The study published in the Journal of the American Medical Association Network Open sought to determine if high-density lipoprotein (HDL) cholesterol caused by a genetic mutation was associated with any increased risk of dementia.

FH is an inherited disease caused by a mutation in the low-density lipoprotein-C (LDL-C) receptor gene. Worldwide, according to a recent meta-analysis, the prevalence of FH in the general population is one in 313 individuals. The authors pointed out that FH leads to high levels of plasma LDL-C from birth and excess risk of early atherosclerosis and premature cardiovascular disease (CVD).

The Norwegian cohort study included 3,520 participants with genetically verified FH; they were compared to 69,713 age-matched and sex-matched controls. Researchers from Oslo University Hospital identified no excess risk of dementia for those patients with FH versus matched controls. They also found no association between statin use and dementia.

Concerns have been raised that hypercholesterolemia, which is a cardiovascular risk factor, might also heighten dementia risk. At the same time, the benefits of statin therapy on dementia risk are controversial, the authors advised.
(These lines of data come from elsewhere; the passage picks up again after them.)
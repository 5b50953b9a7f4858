//! Windowed stagnation detection over recent summaries.
//!
//! The detector keeps the last `stagnation_runs + 1` summaries. After every
//! append it walks the adjacent pairs from newest to oldest and counts how
//! many consecutive comparisons reach the similarity threshold. The run is
//! derived from the window each time, so entries aging out can never leave
//! a stale count behind.
//!
//! ```text
//! history:  s0 ── s1 ── s2 ── s3        (capacity = runs + 1 = 4)
//! pairs:       0.2   0.9   1.0
//!                    └──────┘ trailing run = 2
//! ```

use std::collections::VecDeque;

use tracing::debug;

use crate::iteration::IterationPolicy;
use crate::stagnation::similarity::similarity;

/// Stateful detector owning the summary history.
///
/// # Example
///
/// ```
/// use bizloop::iteration::IterationPolicy;
/// use bizloop::stagnation::StagnationDetector;
///
/// let policy = IterationPolicy::new(0.5, 0.5, 0.6, 2).unwrap();
/// let mut detector = StagnationDetector::new(&policy);
///
/// assert!(!detector.observe("same idea"));
/// assert!(!detector.observe("same idea"));
/// assert!(detector.observe("same idea"));
/// assert!(!detector.observe("something else entirely"));
/// ```
#[derive(Debug, Clone)]
pub struct StagnationDetector {
    threshold: f64,
    runs: usize,
    history: VecDeque<String>,
}

impl StagnationDetector {
    /// Create an empty detector for the given policy.
    #[must_use]
    pub fn new(policy: &IterationPolicy) -> Self {
        Self {
            threshold: policy.stagnation_threshold(),
            runs: policy.stagnation_runs(),
            history: VecDeque::with_capacity(policy.history_capacity()),
        }
    }

    /// Resume from a persisted history, oldest first.
    ///
    /// Only the newest `stagnation_runs + 1` entries are kept.
    #[must_use]
    pub fn with_history<I, S>(policy: &IterationPolicy, history: I) -> Self
    where
        I: IntoIterator<Item = S>,
        S: Into<String>,
    {
        let mut detector = Self::new(policy);
        for summary in history {
            detector.push(summary.into());
        }
        detector
    }

    /// Record a summary and report whether the loop is stalled.
    pub fn observe(&mut self, summary: impl Into<String>) -> bool {
        self.push(summary.into());
        let run = self.trailing_run();
        let stalled = run >= self.runs;
        debug!(
            "Stagnation check: trailing run {}/{} (window {})",
            run,
            self.runs,
            self.history.len()
        );
        stalled
    }

    /// Number of consecutive trailing comparisons at or above the threshold.
    #[must_use]
    pub fn trailing_run(&self) -> usize {
        if self.history.len() < 2 {
            return 0;
        }
        let mut run = 0;
        for i in (1..self.history.len()).rev() {
            if similarity(&self.history[i - 1], &self.history[i]) >= self.threshold {
                run += 1;
            } else {
                break;
            }
        }
        run
    }

    /// Whether the current window constitutes a stall.
    #[must_use]
    pub fn is_stalled(&self) -> bool {
        self.trailing_run() >= self.runs
    }

    /// Retained summaries, oldest first.
    #[must_use]
    pub fn history(&self) -> &VecDeque<String> {
        &self.history
    }

    /// Up to `n` most recent summaries, oldest first.
    #[must_use]
    pub fn recent(&self, n: usize) -> Vec<String> {
        let skip = self.history.len().saturating_sub(n);
        self.history.iter().skip(skip).cloned().collect()
    }

    /// Maximum number of retained summaries.
    #[must_use]
    pub fn capacity(&self) -> usize {
        self.runs + 1
    }

    /// Forget all history.
    pub fn reset(&mut self) {
        self.history.clear();
    }

    fn push(&mut self, summary: String) {
        self.history.push_back(summary);
        while self.history.len() > self.capacity() {
            self.history.pop_front();
        }
    }
}
//! Assembles the three Harmony messages for one task.
//!
//! Each message is built from a list of lines joined with newlines:
//!
//! - **system**: who the model is (IP persona, brand promise, taboos)
//! - **developer**: IP spec, project settings, iteration policy, role and
//!   the JSON output contract
//! - **user**: the role's instruction plus task-specific context

use serde_json::{json, Value};

use super::Role;
use crate::config::{IpProfile, ProjectConfig};
use crate::llm::ModelRequest;
use crate::models::{IdeaRecord, Task, TaskType};
use crate::queue::SHAKE_UP_SUMMARY_COUNT;

/// Output contract repeated in the developer and user messages.
const JSON_CONTRACT: &str =
    "Respond with JSON only. Required keys: ideas (list), follow_up_tasks (list), summary (string).";

/// Builds [`ModelRequest`]s from the loaded configuration.
#[derive(Debug, Clone)]
pub struct PromptBuilder {
    ip: IpProfile,
    project: ProjectConfig,
}

impl PromptBuilder {
    /// Create a builder for one IP and project.
    #[must_use]
    pub fn new(ip: IpProfile, project: ProjectConfig) -> Self {
        Self { ip, project }
    }

    /// The IP profile prompts are written for.
    #[must_use]
    pub fn ip_profile(&self) -> &IpProfile {
        &self.ip
    }

    /// The project prompts are written for.
    #[must_use]
    pub fn project_config(&self) -> &ProjectConfig {
        &self.project
    }

    /// Build the request for `task`.
    ///
    /// `recent_summaries` is only used by shake-up tasks, which see the last
    /// few entries so they can steer away from them.
    #[must_use]
    pub fn build(
        &self,
        task: &Task,
        related_ideas: &[IdeaRecord],
        recent_summaries: &[String],
    ) -> ModelRequest {
        let role = Role::for_task(task.task_type);
        ModelRequest {
            system: self.system_message(),
            developer: self.developer_message(role),
            user: self.user_message(task, role, related_ideas, recent_summaries),
        }
    }

    fn system_message(&self) -> String {
        let ip = &self.ip;
        format!(
            "You are {}, {}. Brand promise: {}. Avoid: {}.",
            ip.ip_name,
            ip.essence,
            ip.brand_promise,
            ip.taboos.join(", ")
        )
    }

    fn developer_message(&self, role: Role) -> String {
        let ip = &self.ip;
        let project = &self.project;
        let constraints = project
            .constraints
            .iter()
            .map(|(k, v)| format!("{}: {}", k, v))
            .collect::<Vec<_>>()
            .join(", ");
        let policy = serde_json::to_value(&project.iteration_policy)
            .map(|v| v.to_string())
            .unwrap_or_default();

        let lines = vec![
            "# IP Specification".to_string(),
            format!("Name: {}", ip.ip_name),
            format!("Essence: {}", ip.essence),
            format!("Personality: {}", ip.core_personality.join(", ")),
            format!("Visual motifs: {}", ip.visual_motifs.join(", ")),
            format!("Taboos: {}", ip.taboos.join(", ")),
            String::new(),
            "# Project Settings".to_string(),
            format!("Project: {}", project.project_name),
            format!("Goal: {}", project.goal_type),
            format!("Target audience: {}", ip.target_audience),
            format!("Constraints: {}", constraints),
            format!("Idea templates: {}", project.idea_templates.join(" | ")),
            format!("Iteration policy: {}", policy),
            String::new(),
            "# Role".to_string(),
            format!("Act as the {} for this iteration.", role),
            JSON_CONTRACT.to_string(),
            "Do not add plain-text explanations or any other format.".to_string(),
        ];
        lines.join("\n")
    }

    fn user_message(
        &self,
        task: &Task,
        role: Role,
        related_ideas: &[IdeaRecord],
        recent_summaries: &[String],
    ) -> String {
        let mut lines = vec![
            format!("Act as the {} for this iteration.", role),
            JSON_CONTRACT.to_string(),
            "Do not return any text outside the JSON.".to_string(),
        ];

        if !related_ideas.is_empty() {
            lines.push("## Related Ideas".to_string());
            lines.extend(related_ideas.iter().map(|idea| format!(" - {}", idea_line(idea))));
        }

        if task.task_type == TaskType::ShakeUpIdea {
            lines.push(
                "Shake up the idea. Return JSON with the keys ideas (at least two directions), \
                 follow_up_tasks and summary."
                    .to_string(),
            );
            if !recent_summaries.is_empty() {
                lines.push("Recent summaries to avoid repeating:".to_string());
                let skip = recent_summaries.len().saturating_sub(SHAKE_UP_SUMMARY_COUNT);
                lines.extend(recent_summaries[skip..].iter().map(|s| format!(" - {}", s)));
            }
            lines.push(
                "Make sure the new directions clearly differ from the recent updates.".to_string(),
            );
        } else {
            lines.push(role.instruction().to_string());
        }

        if let Some(meta) = task.meta.as_ref().filter(|m| !m.is_empty()) {
            lines.push(format!("Task notes: {}", Value::Object(meta.clone())));
        }

        let related = if task.related_idea_ids.is_empty() {
            "none".to_string()
        } else {
            task.related_idea_ids.join(", ")
        };
        lines.push(format!("Related idea ids: {}", related));

        lines.join("\n")
    }
}

fn idea_line(idea: &IdeaRecord) -> String {
    json!({
        "id": idea.id,
        "title": idea.title,
        "summary": idea.summary,
        "tags": idea.tags,
        "scores": {
            "brand_fit": idea.brand_fit_score,
            "novelty": idea.novelty_score,
            "feasibility": idea.feasibility_score,
        },
    })
    .to_string()
}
To help answer those concerns, the study team conducted a prospective cohort study from 2008 to 2018 in Norway, with statistical analysis performed from January 2021 to February 2022.

Over 10 years of follow-up, most dementia cases occurred among individuals aged 70 years—62.9% in FH patients and 67.2% in the control group.

"We found no excess risk of dementia in patients with FH vs. matched controls (HR for total dementia, 0.9; 95% CI, 0.7-1.2)," the researchers wrote. "There was no association between cumulative DDDs [defined daily doses] of statins and total dementia in patients with FH with HRs of 1.2 (95% CI, 0.4-3.8) for cumulative DDDs of 5,000 to 10,000 and 1.9 (95% CI, 0.7-5.0) for cumulative DDDs greater than 10,000."

The findings are significant, according to the authors, because CVD risk factors are important in the development of dementia. They suggested that a third of dementia cases might be associated with CVD risk factors and preventable.

"There is a positive association between levels of low-density lipoprotein cholesterol (LDL-C) and dementia risk. A high LDL-C level may be associated with AD [Alzheimer's disease] neurodegeneration," the authors wrote. "Statins may slow the conversion from mild cognitive impairment (MCI) to dementia. Recent research suggests a possible link between inflammation, dyslipidemia, atherosclerosis, and dementia."